→ **WHAT THE EXERCISE ASKS**:
Repeat precisely the span of lines below that opens with the line containing "are regions; their" and closes with the line containing "use crate::errors::CustomMapError;", both included.
--- START ---
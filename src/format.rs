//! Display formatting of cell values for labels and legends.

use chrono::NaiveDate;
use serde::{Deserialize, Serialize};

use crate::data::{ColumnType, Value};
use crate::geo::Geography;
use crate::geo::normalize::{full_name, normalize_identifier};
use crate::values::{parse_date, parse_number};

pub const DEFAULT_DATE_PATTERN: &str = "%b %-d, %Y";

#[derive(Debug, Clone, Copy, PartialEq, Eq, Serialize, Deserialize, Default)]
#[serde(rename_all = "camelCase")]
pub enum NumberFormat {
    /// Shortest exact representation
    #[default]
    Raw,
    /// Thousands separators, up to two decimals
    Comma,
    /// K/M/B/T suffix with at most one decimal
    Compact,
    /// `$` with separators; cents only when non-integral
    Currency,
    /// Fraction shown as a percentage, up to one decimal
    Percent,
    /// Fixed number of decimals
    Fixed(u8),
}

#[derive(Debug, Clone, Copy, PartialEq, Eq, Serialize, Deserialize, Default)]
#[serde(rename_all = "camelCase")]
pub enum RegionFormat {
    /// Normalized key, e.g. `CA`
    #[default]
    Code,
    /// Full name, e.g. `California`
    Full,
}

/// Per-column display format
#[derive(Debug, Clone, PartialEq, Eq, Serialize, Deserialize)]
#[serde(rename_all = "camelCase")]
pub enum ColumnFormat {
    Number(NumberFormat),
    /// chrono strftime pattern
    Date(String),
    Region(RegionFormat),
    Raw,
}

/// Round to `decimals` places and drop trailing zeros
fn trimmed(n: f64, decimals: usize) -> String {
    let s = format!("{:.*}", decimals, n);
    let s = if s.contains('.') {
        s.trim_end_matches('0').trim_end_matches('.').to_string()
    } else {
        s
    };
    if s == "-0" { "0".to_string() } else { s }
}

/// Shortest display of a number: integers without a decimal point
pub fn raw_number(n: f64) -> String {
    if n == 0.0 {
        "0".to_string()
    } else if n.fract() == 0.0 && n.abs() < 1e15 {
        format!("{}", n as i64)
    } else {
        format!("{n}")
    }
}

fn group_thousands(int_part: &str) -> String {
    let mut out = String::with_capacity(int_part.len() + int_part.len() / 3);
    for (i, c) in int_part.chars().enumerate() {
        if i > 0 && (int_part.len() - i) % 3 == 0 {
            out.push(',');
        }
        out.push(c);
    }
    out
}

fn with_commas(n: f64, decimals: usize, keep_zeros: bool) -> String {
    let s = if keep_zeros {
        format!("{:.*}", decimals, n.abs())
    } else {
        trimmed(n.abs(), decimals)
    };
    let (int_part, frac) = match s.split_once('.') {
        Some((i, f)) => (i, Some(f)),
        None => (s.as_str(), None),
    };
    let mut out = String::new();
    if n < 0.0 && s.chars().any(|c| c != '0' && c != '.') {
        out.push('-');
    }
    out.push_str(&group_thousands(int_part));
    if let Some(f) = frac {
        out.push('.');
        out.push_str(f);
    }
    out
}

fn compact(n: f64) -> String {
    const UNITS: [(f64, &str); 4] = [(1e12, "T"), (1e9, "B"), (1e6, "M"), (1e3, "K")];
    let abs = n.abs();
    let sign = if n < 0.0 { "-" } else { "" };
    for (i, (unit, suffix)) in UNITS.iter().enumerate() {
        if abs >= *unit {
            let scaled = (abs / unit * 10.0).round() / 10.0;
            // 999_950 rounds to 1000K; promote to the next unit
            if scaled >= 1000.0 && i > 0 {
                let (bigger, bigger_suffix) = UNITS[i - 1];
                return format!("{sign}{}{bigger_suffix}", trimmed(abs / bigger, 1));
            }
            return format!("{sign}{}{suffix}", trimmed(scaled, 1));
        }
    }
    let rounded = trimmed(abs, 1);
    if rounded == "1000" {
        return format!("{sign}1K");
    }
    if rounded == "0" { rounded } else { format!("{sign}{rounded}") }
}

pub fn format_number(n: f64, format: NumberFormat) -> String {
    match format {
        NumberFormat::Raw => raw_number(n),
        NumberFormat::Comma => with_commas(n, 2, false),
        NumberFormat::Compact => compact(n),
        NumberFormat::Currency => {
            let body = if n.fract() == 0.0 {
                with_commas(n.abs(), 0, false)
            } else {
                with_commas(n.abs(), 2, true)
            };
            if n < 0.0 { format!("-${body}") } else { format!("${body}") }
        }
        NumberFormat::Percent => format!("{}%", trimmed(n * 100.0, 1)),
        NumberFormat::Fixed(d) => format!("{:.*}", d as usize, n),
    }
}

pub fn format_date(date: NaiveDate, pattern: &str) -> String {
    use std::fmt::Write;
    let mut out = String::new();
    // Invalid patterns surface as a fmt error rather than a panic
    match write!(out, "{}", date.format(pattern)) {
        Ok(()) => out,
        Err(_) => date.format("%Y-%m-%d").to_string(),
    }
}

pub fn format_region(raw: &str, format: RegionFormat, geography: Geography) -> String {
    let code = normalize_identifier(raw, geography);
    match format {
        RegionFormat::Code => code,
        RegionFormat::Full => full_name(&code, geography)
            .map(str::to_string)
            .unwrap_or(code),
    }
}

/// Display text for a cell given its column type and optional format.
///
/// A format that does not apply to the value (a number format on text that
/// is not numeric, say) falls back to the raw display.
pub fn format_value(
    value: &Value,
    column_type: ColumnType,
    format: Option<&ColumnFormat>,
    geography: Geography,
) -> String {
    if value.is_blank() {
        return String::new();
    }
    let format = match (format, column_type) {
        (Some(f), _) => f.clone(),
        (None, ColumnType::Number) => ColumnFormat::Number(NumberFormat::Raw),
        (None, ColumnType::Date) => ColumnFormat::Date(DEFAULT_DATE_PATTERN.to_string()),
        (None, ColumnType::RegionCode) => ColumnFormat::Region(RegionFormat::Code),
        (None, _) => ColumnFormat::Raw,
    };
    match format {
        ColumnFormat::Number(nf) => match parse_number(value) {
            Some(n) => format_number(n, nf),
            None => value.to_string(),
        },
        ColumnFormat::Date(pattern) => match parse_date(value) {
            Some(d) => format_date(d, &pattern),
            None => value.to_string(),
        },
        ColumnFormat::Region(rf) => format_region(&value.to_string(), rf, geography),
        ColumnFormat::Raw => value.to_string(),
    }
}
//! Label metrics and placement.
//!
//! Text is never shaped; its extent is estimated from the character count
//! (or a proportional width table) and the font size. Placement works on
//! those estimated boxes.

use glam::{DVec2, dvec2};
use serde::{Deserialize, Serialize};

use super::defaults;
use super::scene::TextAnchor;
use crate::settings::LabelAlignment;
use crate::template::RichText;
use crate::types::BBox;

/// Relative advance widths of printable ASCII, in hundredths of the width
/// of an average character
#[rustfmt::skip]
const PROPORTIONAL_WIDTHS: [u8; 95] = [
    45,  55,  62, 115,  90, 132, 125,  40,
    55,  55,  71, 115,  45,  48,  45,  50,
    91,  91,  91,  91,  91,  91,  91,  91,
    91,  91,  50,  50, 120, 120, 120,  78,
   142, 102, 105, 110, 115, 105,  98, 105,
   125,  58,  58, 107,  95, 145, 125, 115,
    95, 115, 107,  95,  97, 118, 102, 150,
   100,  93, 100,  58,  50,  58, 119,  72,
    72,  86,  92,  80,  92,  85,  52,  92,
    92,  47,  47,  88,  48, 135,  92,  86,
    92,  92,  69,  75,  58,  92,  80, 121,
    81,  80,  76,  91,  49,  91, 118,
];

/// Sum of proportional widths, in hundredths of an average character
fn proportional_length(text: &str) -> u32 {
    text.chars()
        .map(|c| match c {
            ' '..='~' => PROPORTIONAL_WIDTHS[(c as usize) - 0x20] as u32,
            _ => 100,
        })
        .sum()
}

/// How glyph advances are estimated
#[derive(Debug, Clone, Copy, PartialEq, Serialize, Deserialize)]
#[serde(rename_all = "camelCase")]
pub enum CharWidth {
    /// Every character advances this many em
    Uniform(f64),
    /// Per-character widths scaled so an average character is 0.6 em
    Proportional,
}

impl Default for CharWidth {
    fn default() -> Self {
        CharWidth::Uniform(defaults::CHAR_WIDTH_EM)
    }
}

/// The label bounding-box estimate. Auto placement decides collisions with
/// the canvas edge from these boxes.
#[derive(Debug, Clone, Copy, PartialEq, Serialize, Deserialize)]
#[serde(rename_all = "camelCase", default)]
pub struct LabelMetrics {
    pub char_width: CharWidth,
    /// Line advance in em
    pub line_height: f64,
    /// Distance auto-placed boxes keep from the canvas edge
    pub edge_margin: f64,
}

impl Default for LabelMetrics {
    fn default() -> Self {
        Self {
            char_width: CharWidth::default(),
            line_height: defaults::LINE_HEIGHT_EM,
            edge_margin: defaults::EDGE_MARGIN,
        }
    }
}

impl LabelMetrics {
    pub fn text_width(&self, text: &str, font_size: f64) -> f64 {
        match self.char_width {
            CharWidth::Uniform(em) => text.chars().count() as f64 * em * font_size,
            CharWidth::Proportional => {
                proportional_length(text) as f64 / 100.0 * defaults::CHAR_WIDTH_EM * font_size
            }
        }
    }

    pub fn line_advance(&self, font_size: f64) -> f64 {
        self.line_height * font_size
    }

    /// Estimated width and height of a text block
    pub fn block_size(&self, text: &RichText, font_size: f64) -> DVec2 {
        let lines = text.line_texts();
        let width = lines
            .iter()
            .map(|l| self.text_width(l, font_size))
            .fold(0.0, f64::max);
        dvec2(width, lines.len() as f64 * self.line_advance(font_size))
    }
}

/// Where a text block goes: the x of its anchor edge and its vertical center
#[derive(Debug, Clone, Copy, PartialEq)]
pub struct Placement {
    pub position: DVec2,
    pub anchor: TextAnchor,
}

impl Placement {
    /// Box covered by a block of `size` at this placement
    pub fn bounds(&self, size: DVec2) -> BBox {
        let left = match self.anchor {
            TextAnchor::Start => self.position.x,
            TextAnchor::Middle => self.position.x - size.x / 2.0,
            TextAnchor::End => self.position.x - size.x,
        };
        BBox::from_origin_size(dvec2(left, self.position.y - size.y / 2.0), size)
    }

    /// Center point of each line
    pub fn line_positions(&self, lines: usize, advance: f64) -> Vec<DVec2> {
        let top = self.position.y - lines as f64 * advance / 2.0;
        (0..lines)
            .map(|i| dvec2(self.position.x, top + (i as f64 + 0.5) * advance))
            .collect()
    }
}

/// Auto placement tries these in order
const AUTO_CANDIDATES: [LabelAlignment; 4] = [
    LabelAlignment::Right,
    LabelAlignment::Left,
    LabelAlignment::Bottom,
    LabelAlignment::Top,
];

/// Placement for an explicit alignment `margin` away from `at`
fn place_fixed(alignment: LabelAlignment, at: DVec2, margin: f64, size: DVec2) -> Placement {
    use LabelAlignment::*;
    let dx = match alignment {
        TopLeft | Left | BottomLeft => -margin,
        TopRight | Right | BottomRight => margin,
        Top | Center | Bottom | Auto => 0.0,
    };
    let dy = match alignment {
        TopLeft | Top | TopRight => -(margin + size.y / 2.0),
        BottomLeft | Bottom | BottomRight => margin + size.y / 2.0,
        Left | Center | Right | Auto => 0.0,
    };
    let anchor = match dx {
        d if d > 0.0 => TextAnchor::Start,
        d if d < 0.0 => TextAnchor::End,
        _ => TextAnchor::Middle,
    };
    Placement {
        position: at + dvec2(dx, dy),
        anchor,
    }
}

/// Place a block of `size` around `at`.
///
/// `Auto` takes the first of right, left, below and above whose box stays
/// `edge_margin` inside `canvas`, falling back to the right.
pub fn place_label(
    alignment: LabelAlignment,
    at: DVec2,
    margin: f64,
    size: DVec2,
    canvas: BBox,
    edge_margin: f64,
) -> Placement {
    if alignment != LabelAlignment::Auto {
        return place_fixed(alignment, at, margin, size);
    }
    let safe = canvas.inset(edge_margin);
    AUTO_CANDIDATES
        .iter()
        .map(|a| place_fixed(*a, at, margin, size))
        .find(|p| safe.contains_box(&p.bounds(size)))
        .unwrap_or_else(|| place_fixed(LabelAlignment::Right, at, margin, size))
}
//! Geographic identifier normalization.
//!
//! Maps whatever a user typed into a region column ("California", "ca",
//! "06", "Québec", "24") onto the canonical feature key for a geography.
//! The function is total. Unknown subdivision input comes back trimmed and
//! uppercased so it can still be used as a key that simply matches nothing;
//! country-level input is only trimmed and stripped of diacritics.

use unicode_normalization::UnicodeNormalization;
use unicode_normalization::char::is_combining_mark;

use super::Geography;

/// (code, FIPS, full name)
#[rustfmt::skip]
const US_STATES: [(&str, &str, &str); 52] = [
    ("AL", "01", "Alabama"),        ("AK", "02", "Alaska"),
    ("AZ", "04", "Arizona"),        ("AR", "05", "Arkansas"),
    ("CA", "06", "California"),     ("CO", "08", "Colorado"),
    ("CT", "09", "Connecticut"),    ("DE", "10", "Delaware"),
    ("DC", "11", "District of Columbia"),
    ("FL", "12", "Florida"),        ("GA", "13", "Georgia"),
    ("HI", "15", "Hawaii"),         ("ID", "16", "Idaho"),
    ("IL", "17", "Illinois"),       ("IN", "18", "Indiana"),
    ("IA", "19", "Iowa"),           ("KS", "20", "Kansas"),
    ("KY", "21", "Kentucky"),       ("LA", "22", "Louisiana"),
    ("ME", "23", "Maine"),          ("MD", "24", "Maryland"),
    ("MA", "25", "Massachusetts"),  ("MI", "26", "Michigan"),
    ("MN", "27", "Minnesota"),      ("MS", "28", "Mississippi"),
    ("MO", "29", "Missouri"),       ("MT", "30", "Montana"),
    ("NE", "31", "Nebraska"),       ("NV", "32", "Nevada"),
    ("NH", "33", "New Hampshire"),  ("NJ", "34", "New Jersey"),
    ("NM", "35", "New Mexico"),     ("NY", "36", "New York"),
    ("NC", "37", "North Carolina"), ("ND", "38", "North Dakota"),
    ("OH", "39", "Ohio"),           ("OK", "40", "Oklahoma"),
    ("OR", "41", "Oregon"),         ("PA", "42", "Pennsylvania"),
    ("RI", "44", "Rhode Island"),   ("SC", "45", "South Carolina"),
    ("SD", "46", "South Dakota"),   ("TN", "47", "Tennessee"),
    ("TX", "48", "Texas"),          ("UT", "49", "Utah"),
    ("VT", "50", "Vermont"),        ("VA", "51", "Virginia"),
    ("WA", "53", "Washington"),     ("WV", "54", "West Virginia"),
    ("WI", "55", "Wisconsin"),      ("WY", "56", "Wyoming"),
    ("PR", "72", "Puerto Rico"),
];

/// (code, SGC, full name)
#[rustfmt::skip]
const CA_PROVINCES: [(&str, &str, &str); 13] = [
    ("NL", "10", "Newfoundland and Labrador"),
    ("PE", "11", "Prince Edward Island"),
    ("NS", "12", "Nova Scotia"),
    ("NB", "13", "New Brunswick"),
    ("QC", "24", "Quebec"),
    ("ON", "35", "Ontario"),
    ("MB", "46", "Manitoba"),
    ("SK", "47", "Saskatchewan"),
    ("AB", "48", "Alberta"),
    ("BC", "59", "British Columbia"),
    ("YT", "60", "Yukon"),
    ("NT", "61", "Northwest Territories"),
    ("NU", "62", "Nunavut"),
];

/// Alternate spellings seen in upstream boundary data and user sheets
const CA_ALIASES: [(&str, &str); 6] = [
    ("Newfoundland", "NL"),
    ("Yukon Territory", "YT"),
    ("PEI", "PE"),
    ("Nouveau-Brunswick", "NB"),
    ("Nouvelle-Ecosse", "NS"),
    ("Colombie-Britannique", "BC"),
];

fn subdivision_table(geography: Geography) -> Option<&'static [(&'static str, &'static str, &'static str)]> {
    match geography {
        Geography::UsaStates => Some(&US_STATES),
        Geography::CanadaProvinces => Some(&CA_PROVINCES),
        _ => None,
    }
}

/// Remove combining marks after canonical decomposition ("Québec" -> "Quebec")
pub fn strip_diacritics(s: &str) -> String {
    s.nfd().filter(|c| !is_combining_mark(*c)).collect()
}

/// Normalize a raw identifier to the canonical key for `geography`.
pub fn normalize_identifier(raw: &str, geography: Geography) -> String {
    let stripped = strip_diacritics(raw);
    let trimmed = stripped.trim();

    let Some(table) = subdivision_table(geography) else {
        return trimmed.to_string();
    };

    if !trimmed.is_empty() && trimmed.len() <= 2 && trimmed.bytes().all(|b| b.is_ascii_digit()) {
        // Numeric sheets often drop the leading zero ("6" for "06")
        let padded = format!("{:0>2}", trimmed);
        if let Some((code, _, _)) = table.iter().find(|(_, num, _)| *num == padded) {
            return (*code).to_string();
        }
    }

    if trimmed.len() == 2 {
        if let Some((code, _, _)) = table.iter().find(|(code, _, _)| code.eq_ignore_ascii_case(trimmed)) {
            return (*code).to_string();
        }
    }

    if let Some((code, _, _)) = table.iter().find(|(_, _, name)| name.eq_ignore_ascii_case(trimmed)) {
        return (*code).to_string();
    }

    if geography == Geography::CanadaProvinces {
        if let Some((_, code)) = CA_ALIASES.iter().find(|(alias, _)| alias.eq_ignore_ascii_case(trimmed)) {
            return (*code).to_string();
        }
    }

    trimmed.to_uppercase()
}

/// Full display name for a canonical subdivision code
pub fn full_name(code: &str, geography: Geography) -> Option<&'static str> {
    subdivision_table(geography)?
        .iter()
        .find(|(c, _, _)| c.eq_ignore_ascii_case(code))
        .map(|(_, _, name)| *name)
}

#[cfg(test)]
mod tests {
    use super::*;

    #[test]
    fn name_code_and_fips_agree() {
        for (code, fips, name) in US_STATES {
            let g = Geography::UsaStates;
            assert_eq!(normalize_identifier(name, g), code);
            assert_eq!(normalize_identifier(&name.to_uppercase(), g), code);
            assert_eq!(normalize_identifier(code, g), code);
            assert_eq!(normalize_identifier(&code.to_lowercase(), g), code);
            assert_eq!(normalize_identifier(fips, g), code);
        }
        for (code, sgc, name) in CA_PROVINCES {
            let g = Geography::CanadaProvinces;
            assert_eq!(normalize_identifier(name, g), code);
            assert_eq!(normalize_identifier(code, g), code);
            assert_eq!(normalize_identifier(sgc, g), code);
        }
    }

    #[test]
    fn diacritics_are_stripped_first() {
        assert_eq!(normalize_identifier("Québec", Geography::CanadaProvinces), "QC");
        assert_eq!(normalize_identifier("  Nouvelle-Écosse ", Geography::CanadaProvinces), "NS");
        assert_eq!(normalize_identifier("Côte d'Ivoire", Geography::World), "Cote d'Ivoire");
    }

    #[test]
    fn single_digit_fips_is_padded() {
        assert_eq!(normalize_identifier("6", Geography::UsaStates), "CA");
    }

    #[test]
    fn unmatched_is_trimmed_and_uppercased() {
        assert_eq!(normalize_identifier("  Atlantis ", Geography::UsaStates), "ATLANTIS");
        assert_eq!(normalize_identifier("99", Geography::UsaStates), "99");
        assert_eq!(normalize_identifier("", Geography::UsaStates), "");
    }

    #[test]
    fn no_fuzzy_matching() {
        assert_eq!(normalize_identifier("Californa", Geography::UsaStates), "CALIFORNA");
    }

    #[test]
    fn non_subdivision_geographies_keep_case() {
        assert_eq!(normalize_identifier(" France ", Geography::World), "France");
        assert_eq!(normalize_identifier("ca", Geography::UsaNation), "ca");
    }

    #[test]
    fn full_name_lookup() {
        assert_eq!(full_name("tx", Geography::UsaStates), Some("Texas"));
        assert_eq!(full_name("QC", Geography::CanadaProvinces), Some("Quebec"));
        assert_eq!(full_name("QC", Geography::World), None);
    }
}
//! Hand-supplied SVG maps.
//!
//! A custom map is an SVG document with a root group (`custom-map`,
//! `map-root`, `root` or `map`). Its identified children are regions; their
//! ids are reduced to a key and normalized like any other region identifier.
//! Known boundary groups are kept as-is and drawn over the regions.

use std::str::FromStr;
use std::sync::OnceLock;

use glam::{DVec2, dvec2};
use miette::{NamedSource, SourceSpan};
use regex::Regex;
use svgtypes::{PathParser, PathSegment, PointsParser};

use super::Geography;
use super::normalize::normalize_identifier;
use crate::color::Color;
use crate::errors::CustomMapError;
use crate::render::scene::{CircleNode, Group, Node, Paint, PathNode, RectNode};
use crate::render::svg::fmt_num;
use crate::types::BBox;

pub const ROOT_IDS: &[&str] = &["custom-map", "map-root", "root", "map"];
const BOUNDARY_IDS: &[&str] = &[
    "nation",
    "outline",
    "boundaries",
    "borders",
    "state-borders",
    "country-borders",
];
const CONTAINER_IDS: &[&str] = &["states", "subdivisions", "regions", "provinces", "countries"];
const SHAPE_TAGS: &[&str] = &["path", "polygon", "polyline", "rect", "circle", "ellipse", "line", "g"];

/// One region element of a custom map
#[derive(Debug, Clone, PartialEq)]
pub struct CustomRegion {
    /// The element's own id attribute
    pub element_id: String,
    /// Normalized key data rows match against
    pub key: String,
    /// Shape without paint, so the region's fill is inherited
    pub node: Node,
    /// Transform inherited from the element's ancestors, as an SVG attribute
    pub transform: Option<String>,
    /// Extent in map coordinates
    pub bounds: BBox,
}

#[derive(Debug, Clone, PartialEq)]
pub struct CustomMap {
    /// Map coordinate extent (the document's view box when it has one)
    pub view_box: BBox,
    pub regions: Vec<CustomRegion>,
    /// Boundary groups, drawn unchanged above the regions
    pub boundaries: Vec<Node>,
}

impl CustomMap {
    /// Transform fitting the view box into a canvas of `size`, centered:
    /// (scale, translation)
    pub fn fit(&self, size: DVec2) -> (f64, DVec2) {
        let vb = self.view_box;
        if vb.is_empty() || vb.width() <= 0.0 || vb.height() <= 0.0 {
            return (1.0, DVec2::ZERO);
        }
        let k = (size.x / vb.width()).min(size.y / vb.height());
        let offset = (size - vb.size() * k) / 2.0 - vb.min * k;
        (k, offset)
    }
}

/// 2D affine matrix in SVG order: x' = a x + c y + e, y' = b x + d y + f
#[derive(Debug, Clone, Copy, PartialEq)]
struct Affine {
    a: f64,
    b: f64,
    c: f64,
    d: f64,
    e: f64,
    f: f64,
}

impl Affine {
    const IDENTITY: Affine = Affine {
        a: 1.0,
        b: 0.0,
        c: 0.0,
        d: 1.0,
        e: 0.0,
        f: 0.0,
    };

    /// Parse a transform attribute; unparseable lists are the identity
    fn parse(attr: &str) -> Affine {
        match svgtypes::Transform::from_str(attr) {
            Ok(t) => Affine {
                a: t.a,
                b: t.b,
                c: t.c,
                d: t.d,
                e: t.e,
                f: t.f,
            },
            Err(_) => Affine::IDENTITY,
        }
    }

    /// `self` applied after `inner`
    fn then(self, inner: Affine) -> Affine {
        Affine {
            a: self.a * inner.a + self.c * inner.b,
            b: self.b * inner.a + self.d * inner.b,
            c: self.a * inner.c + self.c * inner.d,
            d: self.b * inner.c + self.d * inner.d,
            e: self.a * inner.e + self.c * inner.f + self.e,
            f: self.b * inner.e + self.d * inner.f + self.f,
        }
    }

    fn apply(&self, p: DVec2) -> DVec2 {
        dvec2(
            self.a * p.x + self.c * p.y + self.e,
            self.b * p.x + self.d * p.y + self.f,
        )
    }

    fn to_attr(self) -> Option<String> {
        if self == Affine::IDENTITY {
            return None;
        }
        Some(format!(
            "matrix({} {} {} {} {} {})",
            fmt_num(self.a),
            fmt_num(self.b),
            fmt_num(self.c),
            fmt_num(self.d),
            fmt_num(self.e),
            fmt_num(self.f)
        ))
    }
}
--- END ---
→ **ANSWER FOR THE TASK**:
//! `map-root`, `root` or `map`). Its identified children are regions; their
//! ids are reduced to a key and normalized like any other region identifier.
//! Known boundary groups are kept as-is and drawn over the regions.

use std::str::FromStr;
use std::sync::OnceLock;

use glam::{DVec2, dvec2};
use miette::{NamedSource, SourceSpan};
use regex::Regex;
use svgtypes::{PathParser, PathSegment, PointsParser};

use super::Geography;
use super::normalize::normalize_identifier;
use crate::color::Color;
use crate::errors::CustomMapError;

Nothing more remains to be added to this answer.